USC archaeologists locate wreck of Confederate gunboat

C.S.S. Chattahoochee from Port Columbus (Ga.) The C.S.S. Peedee would have looked much like this Confederate gunboaUniversity of South Carolina


From Live 5 News


A University of South Carolina archaeologist has found the wreck of C.S.S. Peedee, a Confederate gunboat that was destroyed by Confederate forces so it would not be captured by Union forces, in the Pee Dee River.

The discovery comes 18 months after underwater archaeologist Chris Amer confirmed the presence of two of three cannon from the gunboat in the river: a Confederate Brooke rifled cannon and a Union Dahlgren smooth-bore, 9-inch shell cannon near the Confederate Mars Bluff Navy Yard.

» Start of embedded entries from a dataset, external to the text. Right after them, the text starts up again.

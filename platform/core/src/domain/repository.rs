// Copyright (c) 2026 Benevole contributors
// SPDX-License-Identifier: AGPL-3.0
//! # Domain Repository Interfaces
//!
//! Persistence contracts for each aggregate root: one repository per
//! aggregate, interface defined in the domain layer, implemented in
//! `crate::infrastructure::repositories`.
//!
//! | Trait | Aggregate | Implementations |
//! |-------|-----------|----------------|
//! | `VolunteerRepository` | `Volunteer` | `InMemoryVolunteerRepository`, `PostgresVolunteerRepository` |
//! | `ReferenceDataRepository` | `ReferenceEntry` | `InMemoryReferenceDataRepository`, `PostgresReferenceDataRepository` |
//! | `MissionRepository` | `Mission` | `InMemoryMissionRepository`, `PostgresMissionRepository` |
//!
//! ## Atomicity
//!
//! Three operations must be atomic in every implementation because the
//! workflow relies on them instead of separate read and write steps:
//!
//! - `VolunteerRepository::next_matricule_number` (sequence, never a row count)
//! - `ReferenceDataRepository::upsert` (insert-if-absent keyed by `(kind, name)`)
//! - `MissionRepository::add_participant` (capacity check and link in one unit)

use async_trait::async_trait;

use crate::domain::mission::{Admission, Mission, MissionId};
use crate::domain::reference::{ReferenceEntry, ReferenceId, ReferenceKind};
use crate::domain::volunteer::{Matricule, Volunteer, VolunteerId, VolunteerStatus};

/// Storage backend enum for pluggable persistence
#[derive(Debug, Clone)]
pub enum StorageBackend {
    InMemory,
    PostgreSQL(PostgresConfig),
}

#[derive(Debug, Clone)]
pub struct PostgresConfig {
    pub connection_string: String,
    pub max_connections: u32,
}

/// Repository interface for Volunteer aggregates
#[async_trait]
pub trait VolunteerRepository: Send + Sync {
    /// Insert a new volunteer. Fails with `UniqueViolation` when the email or
    /// matricule is already taken.
    async fn insert(&self, volunteer: &Volunteer) -> Result<(), RepositoryError>;

    /// Persist changes to an existing volunteer whose stored status is still
    /// `expected_status`. Fails with `Conflict` when another writer changed
    /// the status first and with `NotFound` when the volunteer is gone.
    async fn update(&self, volunteer: &Volunteer, expected_status: VolunteerStatus) -> Result<(), RepositoryError>;

    async fn find_by_id(&self, id: VolunteerId) -> Result<Option<Volunteer>, RepositoryError>;

    async fn find_by_matricule(&self, matricule: &Matricule) -> Result<Option<Volunteer>, RepositoryError>;

    /// Lookup by email (already lower-cased by the caller)
    async fn find_by_email(&self, email: &str) -> Result<Option<Volunteer>, RepositoryError>;

    /// Reserve the next matricule sequence number. Each call returns a value
    /// no other call has seen.
    async fn next_matricule_number(&self) -> Result<u64, RepositoryError>;
}

/// Repository interface for reference data (skills, professions, ...)
#[async_trait]
pub trait ReferenceDataRepository: Send + Sync {
    /// Return the id for `(kind, name)`, inserting the row when absent.
    async fn upsert(&self, kind: ReferenceKind, name: &str) -> Result<ReferenceId, RepositoryError>;

    /// List every entry of a kind, ordered by name
    async fn list(&self, kind: ReferenceKind) -> Result<Vec<ReferenceEntry>, RepositoryError>;
}

/// Repository interface for Mission aggregates and their participants
#[async_trait]
pub trait MissionRepository: Send + Sync {
    /// Save mission (create or update)
    async fn save(&self, mission: &Mission) -> Result<(), RepositoryError>;

    async fn find_by_id(&self, id: MissionId) -> Result<Option<Mission>, RepositoryError>;

    /// Decide admission with `Mission::admit` and, when admitted, link the
    /// volunteer, all while holding the mission exclusively. Fails with
    /// `NotFound` when the mission does not exist.
    async fn add_participant(
        &self,
        mission_id: MissionId,
        volunteer_id: VolunteerId,
    ) -> Result<Admission, RepositoryError>;

    async fn participant_count(&self, mission_id: MissionId) -> Result<usize, RepositoryError>;

    /// Participants in registration order
    async fn list_participants(&self, mission_id: MissionId) -> Result<Vec<VolunteerId>, RepositoryError>;
}

/// Repository errors
#[derive(Debug, thiserror::Error)]
pub enum RepositoryError {
    #[error("Entity not found: {0}")]
    NotFound(String),

    #[error("Concurrent modification: {0}")]
    Conflict(String),

    #[error("Unique constraint violated: {constraint}")]
    UniqueViolation { constraint: String },

    #[error("Database error: {0}")]
    Database(String),

    #[error("Serialization error: {0}")]
    Serialization(String),
}

/// PostgreSQL SQLSTATE for `unique_violation`
const UNIQUE_VIOLATION: &str = "23505";

impl From<sqlx::Error> for RepositoryError {
    fn from(err: sqlx::Error) -> Self {
        if let sqlx::Error::Database(db_err) = &err {
            if db_err.code().as_deref() == Some(UNIQUE_VIOLATION) {
                return RepositoryError::UniqueViolation {
                    constraint: db_err.constraint().unwrap_or("unknown").to_string(),
                };
            }
        }
        match err {
            sqlx::Error::RowNotFound => RepositoryError::NotFound("Row not found".to_string()),
            _ => RepositoryError::Database(err.to_string()),
        }
    }
}

impl From<serde_json::Error> for RepositoryError {
    fn from(err: serde_json::Error) -> Self {
        RepositoryError::Serialization(err.to_string())
    }
}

"This isn't a boat resting neatly on the river bottom," Amer said. "The remains are as messy as the history that put it there. Together, the wreck and cannon tell a story about the little known but very important role that inland Confederate naval yards played in the Civil War.

Hidden along interior rivers, the naval yards let Confederate forces build and protect gunboats and support vessels."

Amer said that after an unsuccessful three-week search in July to determine whether the elusive third cannon was hidden under the Dahlgren or under a handful of artillery shells on the river's bottom, he returned in September to follow up on clues about the Peedee's location.

The clues included some data from downstream that he gathered in 2009 and a personal account by a man who claimed that he witnessed a salvage operation of the Peedee in 1954.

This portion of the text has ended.